You’re on the hunt for a new home. But what kind of mortgage should you get and will it be right for you? Today, we will briefly explore the various types of mortgages available and what each means for you:
A fixed rate mortgage is one of the more popular mortgages, as it carries the same interest rate for the entire repayment term, be it 15 or 30 years. Your monthly payments will stay the same no matter what. This type of mortgage is arguably the most well-known mortgage, as it is good for those who want predictability. In addition, borrowers can typically make extra payments on this mortgage without incurring prepayment penalties.
Variable rate mortgages, or adjustable rate, will change after remaining fixed for an initial period. This mortgage typically has lower monthly rates, but there is the uncertainty if that rate will rise. Variable rate mortgages are generally not recommended if you plan to stay in your home for a long time.
In addition, you may want to find another option if you plan on taking a variable rate mortgage at first then refinancing to a fixed rate. This strategy has no guarantee that you’ll be able to refinance—especially if your home value drops or your credit score lowers—which means you may find yourself paying more than you can afford.
However, variable rate mortgages are a good choice if you only plan on living in the home for a few years. This can save you money, but it’s important to talk to your lender first.
Government loan programs are insured by the U.S. government and include VA, USDA, and FHA loans. These typically have low down payments and competitive mortgage rates and are more likely to approve you if you have imperfect credit. But don’t let that fool you—these programs can be difficult to qualify for and require extensive paperwork.
VA mortgages are loans offered to only military service members and their families and must obtain a certificate of eligibility. This type of mortgage is guaranteed by the VA and can be obtained without having to pay a down payment.
USDA mortgages are designed for rural borrowers who have a low or moderate income obtain housing if they cannot do so through conventional financing. In order to qualify, the home must be located in an area defined as rural by the USDA and families must meet certain financial requirements:
Single Family Direct: Designed to help low income rural families buy, repair, or renovate their home, with loans up to 38 years. Families must make less than 80% of their area’s median income.
- Single Family Guaranteed: This loan helps rural families with a modest income buy a home. To qualify, they must make no more than 115% of the median income for their area, be able to pay their monthly payments, taxes, and property insurance, as well as have a good credit history.
- Rural Repair and Rehabilitation: Granted to low-income families to repair or improve their home to make it healthier and safer. Families must make 50% below their area’s median income to qualify.
- Mutual Self-Help: Designed to help families with incomes below 80% of the area’s median income build their own homes.

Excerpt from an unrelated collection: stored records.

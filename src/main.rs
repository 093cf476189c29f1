mod cli;

use std::path::PathBuf;

use actix_web::{App, HttpServer, middleware, web};
use anyhow::{Context, Result};
use clap::{Parser, Subcommand};
use facematch::{FaceDB, config, server};
use log::info;

#[derive(Parser)]
#[command(name = "facematch")]
#[command(version, about = "In-memory face identity matching service")]
struct Cli {
    #[command(subcommand)]
    command: Commands,
}

#[derive(Subcommand)]
enum Commands {
    /// Run the HTTP API
    Serve {
        /// Path to a TOML config file
        #[arg(short, long)]
        config: Option<PathBuf>,
        /// Override the bind host
        #[arg(long)]
        host: Option<String>,
        /// Override the bind port
        #[arg(short, long)]
        port: Option<u16>,
    },
    /// Interactive session over raw embeddings
    Repl {
        /// Fix the embedding dimension up front
        #[arg(short, long)]
        dimension: Option<usize>,
    },
}

#[actix_web::main]
async fn main() -> Result<()> {
    env_logger::Builder::from_env(env_logger::Env::default().default_filter_or("info"))
        .format_target(false)
        .init();

    let cli = Cli::parse();

    match cli.command {
        Commands::Serve { config, host, port } => serve(config, host, port).await,
        Commands::Repl { dimension } => {
            let db = match dimension {
                Some(d) => FaceDB::with_dimension(d),
                None => FaceDB::new(),
            };
            cli::run_repl(&db).context("REPL I/O failed")
        }
    }
}

async fn serve(path: Option<PathBuf>, host: Option<String>, port: Option<u16>) -> Result<()> {
    let mut cfg = config::load_config(path.as_deref())?;
    if let Some(host) = host {
        cfg.host = host;
    }
    if let Some(port) = port {
        cfg.port = port;
    }
    cfg.validate()?;

    let state = web::Data::new(server::AppState::from_config(&cfg));
    server::log_startup(&cfg, &state);

    HttpServer::new(move || {
        App::new()
            .wrap(middleware::Logger::default())
            .app_data(state.clone())
            .configure(server::config)
    })
    .bind(cfg.bind_addr())
    .with_context(|| format!("binding {}", cfg.bind_addr()))?
    .run()
    .await?;

    info!("server stopped");
    Ok(())
}
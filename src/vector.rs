//! This is the vector math module
//! Provide L2 normalization and dot product over face embeddings

use crate::error::{MatchError, Result};

/// Euclidean length of a vector
pub fn norm(vector: &[f32]) -> f32 {
    vector.iter()
        .map(|x| x * x)
        .sum::<f32>()
        .sqrt()
}

/// L2 Normalization
/// norm_vec = vec / ||vec||
/// Empty, zero and non-finite vectors cannot be normalized
pub fn l2_norm(vector: &[f32]) -> Result<Vec<f32>> {
    if vector.is_empty() {
        return Err(MatchError::DegenerateVector { reason: "empty vector" });
    }

    let norm = norm(vector);

    if !norm.is_finite() {
        return Err(MatchError::DegenerateVector { reason: "non-finite norm" });
    }
    if norm == 0.0 {
        return Err(MatchError::DegenerateVector { reason: "zero norm" });
    }

    let normed_vec = vector.iter()
        .map(|x| x / norm)
        .collect();

    Ok(normed_vec)
}

/// Dot Product
/// dot_prod = sum(a[i] * b[i]) for i = 0..a.len()
/// For unit vectors this is the cosine similarity, in [-1, 1]
pub fn dot_product(left: &[f32], right: &[f32]) -> Result<f32> {
    if left.len() != right.len() {
        return Err(MatchError::DimensionMismatch {
            expected: left.len(),
            actual: right.len(),
        });
    }

    let dot_prod = left.iter()
        .zip(right.iter())
        .map(|(x, y)| x * y)
        .sum();

    Ok(dot_prod)
}

#[cfg(test)]
mod vector_test {
    use super::*;

    // ========== L2 Normalization Tests ==========

    #[test]
    fn test_l2_norm_basic() {
        // ||[3,4]|| = 5, so [3,4] -> [0.6, 0.8]
        let result = l2_norm(&[3.0, 4.0]).unwrap();

        assert_eq!(result.len(), 2);
        assert!((result[0] - 0.6).abs() < 1e-6);
        assert!((result[1] - 0.8).abs() < 1e-6);
    }

    #[test]
    fn test_l2_norm_is_unit_length() {
        let result = l2_norm(&[1.0, 2.0, 3.0, 4.0]).unwrap();
        assert!((norm(&result) - 1.0).abs() < 1e-6);
    }

    #[test]
    fn test_l2_norm_negative_values() {
        let result = l2_norm(&[-3.0, 4.0]).unwrap();

        assert!((result[0] - (-0.6)).abs() < 1e-6);
        assert!((result[1] - 0.8).abs() < 1e-6);
    }

    #[test]
    fn test_l2_norm_zero_vector_error() {
        let result = l2_norm(&[0.0, 0.0, 0.0]);
        assert_eq!(result.unwrap_err(), MatchError::DegenerateVector { reason: "zero norm" });
    }

    #[test]
    fn test_l2_norm_empty_vector() {
        let result = l2_norm(&[]);
        assert_eq!(result.unwrap_err(), MatchError::DegenerateVector { reason: "empty vector" });
    }

    #[test]
    fn test_l2_norm_nan_rejected() {
        let result = l2_norm(&[1.0, f32::NAN, 0.0]);
        assert_eq!(result.unwrap_err(), MatchError::DegenerateVector { reason: "non-finite norm" });
    }

    #[test]
    fn test_l2_norm_infinity_rejected() {
        // Squares overflow to inf even though every component is finite
        let result = l2_norm(&[f32::MAX, f32::MAX]);
        assert!(matches!(result, Err(MatchError::DegenerateVector { .. })));

        let result = l2_norm(&[f32::INFINITY, 1.0]);
        assert!(matches!(result, Err(MatchError::DegenerateVector { .. })));
    }

    // ========== Dot Product Tests ==========

    #[test]
    fn test_dot_product_basic() {
        // 1*4 + 2*5 + 3*6 = 32
        let result = dot_product(&[1.0, 2.0, 3.0], &[4.0, 5.0, 6.0]).unwrap();
        assert!((result - 32.0).abs() < 1e-6);
    }

    #[test]
    fn test_dot_product_orthogonal() {
        let result = dot_product(&[1.0, 0.0], &[0.0, 1.0]).unwrap();
        assert!(result.abs() < 1e-6);
    }

    #[test]
    fn test_dot_product_dimension_mismatch() {
        let result = dot_product(&[1.0, 2.0, 3.0], &[4.0, 5.0]);
        assert_eq!(result.unwrap_err(), MatchError::DimensionMismatch { expected: 3, actual: 2 });
    }

    // ========== Integration Test ==========

    #[test]
    fn test_normalize_then_dot_product() {
        let n1 = l2_norm(&[1.0, 0.0, 0.0]).unwrap();
        let n2 = l2_norm(&[0.9, 0.1, 0.0]).unwrap();

        // 0.9 / sqrt(0.82)
        let similarity = dot_product(&n1, &n2).unwrap();
        assert!((similarity - 0.99388).abs() < 1e-4);
    }

    #[test]
    fn test_self_similarity_is_one() {
        let n = l2_norm(&[0.3, -1.7, 2.2, 5.0]).unwrap();
        let similarity = dot_product(&n, &n).unwrap();
        assert!((similarity - 1.0).abs() < 1e-6);
    }
}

FHA mortgages are designed for low to moderate income borrowers who are unable to make a large down payment on a home and have credit score as low as 500. In some cases, families are able to borrow up to 90% of the home’s value, and their down payment can be a granted or gifted. If you are a first-time homebuyer, FHA loans may be for you.
A conventional mortgage is insured by a lending party and not the federal government. This means higher mortgage rates and down payments since the lender is at risk of losing money if you default on your loan. If you will be unable to make your payments or put the necessary money down, it may be best to seek another type of mortgage.
A conforming mortgage is one that meets the standards of government back institutions like Freddie Mac and Fannie Mae. These loans have:
- Competitive interest rates
- Low monthly mortgage payments
- No prepayment penalties if you decide to pay ahead
These loans are generally harder to qualify for, as you need a good credit score, debt-to-income ratio, loan-to-value ratio, and cannot have filed for bankruptcy in the past two years.
Jumbo mortgages are not guaranteed by government back enterprises and an option if your loan limit is over $417,000, or the conforming loan limit. A jumbo loan is a choice if you plan to buy an expensive single family home without having to use your savings.
However, you must prove that you have the necessary income and assets to pay for it, as well as being able to pay a 20% down payment and have a credit score of at least 700.
Mix & Match: Just Talk To Your Lender
In some cases, you can mix and match your mortgages. For example, you can have a VA loan that is fixed rate conventional. Just remember to work closely with your lender—they will be able to help you find the right mortgage for your needs and personal situation, as well as help you get pre-approved.